Three elements are at play in a negotiation, according to James Sebenius (writing in the Harvard Business Review) who has done thousands and ought to know:

1. Issues are on the table for explicit agreement.

2. Positions are one party’s stands on the issues.

3. Interests are underlying concerns that would be affected by the resolution.

Despite the clear advantages of reconciling deeper interests, people have a built-in bias toward focusing on their own positions instead. This hardwired assumption that our interests are incompatible implies a zero-sum pie in which my gain is your loss. Research in psychology supports the mythical fixed-pie view as the norm.
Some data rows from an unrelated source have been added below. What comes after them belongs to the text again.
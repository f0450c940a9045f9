//! # Commitstream Runtime
//!
//! Orchestration layer for the commitstream event-sourcing architecture.
//!
//! This crate wires the `commitstream-core` boundaries into the write-side
//! consistency protocol:
//!
//! - **`CommitStore`**: builds commits and delegates the atomic
//!   check-and-append to a storage backend
//! - **`CommitPublisher`**: distributes the events of durable commits to
//!   subscribed handlers, in causal order per aggregate
//! - **`Repository`**: loads aggregates by replay and saves them as commits
//! - **`ProcessManager`**: correlates published events into persisted,
//!   event-sourced process state machines
//!
//! ## Control Flow
//!
//! ```text
//! ┌─────────────┐ emit  ┌───────────────┐ save  ┌──────────────┐
//! │ Domain code │──────►│ AggregateRoot │──────►│  Repository  │
//! └─────────────┘       └───────────────┘       └──────┬───────┘
//!                                                      │ append
//!                                                      ▼
//!                                               ┌──────────────┐
//!                                               │ CommitStore  │◄── optimistic
//!                                               └──────┬───────┘    concurrency
//!                                                      │ durable commit
//!                                                      ▼
//!                                               ┌───────────────┐
//!                                               │CommitPublisher│
//!                                               └──────┬────────┘
//!                                                 ┌────┴────┐
//!                                                 ▼         ▼
//!                                            ┌────────┐ ┌─────────┐
//!                                            │Handlers│ │ Process │
//!                                            │        │ │ Manager │──► commands
//!                                            └────────┘ └─────────┘
//! ```
//!
//! A save only publishes after the append has returned success; a publish
//! failure (or a cancelled publish) never undoes the durable commit.
//! Recovery from missed publishes is the explicit
//! [`CommitPublisher::republish_from`](publisher::CommitPublisher::republish_from)
//! operation, never implicit.

use chrono::{DateTime, Utc};
use commitstream_core::environment::Clock;

pub mod commit_store;
pub mod dead_letter;
pub mod process_manager;
pub mod publisher;
pub mod repository;
pub mod retry;

pub use commit_store::{CommitStore, CommitStoreError, CommitStream};
pub use dead_letter::{DeadLetter, DeadLetterQueue};
pub use process_manager::{
    CommandDispatcher, CommandEnvelope, CompletedProcessPolicy, DispatchError, ProcessDefinition,
    ProcessError, ProcessManager, ProcessState,
};
pub use publisher::{CommitPublisher, HandlerDeliveryError, PublishReport};
pub use repository::{Repository, RepositoryError, SaveOutcome};
pub use retry::{RetryPolicy, retry_with_predicate};

/// Production clock backed by the system time.
#[derive(Debug, Clone, Copy, Default)]
pub struct SystemClock;

impl Clock for SystemClock {
    fn now(&self) -> DateTime<Utc> {
        Utc::now()
    }
}

#[cfg(test)]
mod tests {
    use super::*;

    #[test]
    fn system_clock_advances() {
        let clock = SystemClock;
        let a = clock.now();
        let b = clock.now();
        assert!(b >= a);
    }
}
In a survey of 5,000 subjects in 32 studies on negotiating, mostly carried out with monetary stakes, participants failed to realize compatible issues fully half the time. A very useful technique for solving problems and negotiating differences is one that was coined years ago by Roger Fisher, Bill Ury, and Bruce Patton in their book “Getting to Yes: Negotiating Agreement Without Giving In.” The technique is BATNA — an acronym for “best alternative to a negotiated agreement.”

With BATNA, before you engage in a negotiation, you face the fact that you might not reach an agreement at all. If you don’t, you don’t want to be stumped. So you figure out, beforehand, what the best alternative to a negotiated agreement would be. It might, for example, involve approaching another buyer, enduring a stalemate, going to court, etc. The idea is that if you have a BATNA, it will allow you to negotiate strongly without feeling anxious if things aren’t moving forward well.

According to James Sebenius, here’s what you need to do to succeed at negotiating:

* First, focus on the full set of interests of all parties, rather than fixating on price and positions.

* Look beyond common ground to unearth value-creating differences.

* Assess and shape BATNAs.

* Take steps to avoid role biases and partisan perceptions.

The great negotiators are those who take a broader approach to setting up and solving the right problem. With a keen sense of the potential value to be created as their guiding beacon, these negotiators are game-changing entrepreneurs. They envision the most promising architecture and take action to bring it into being.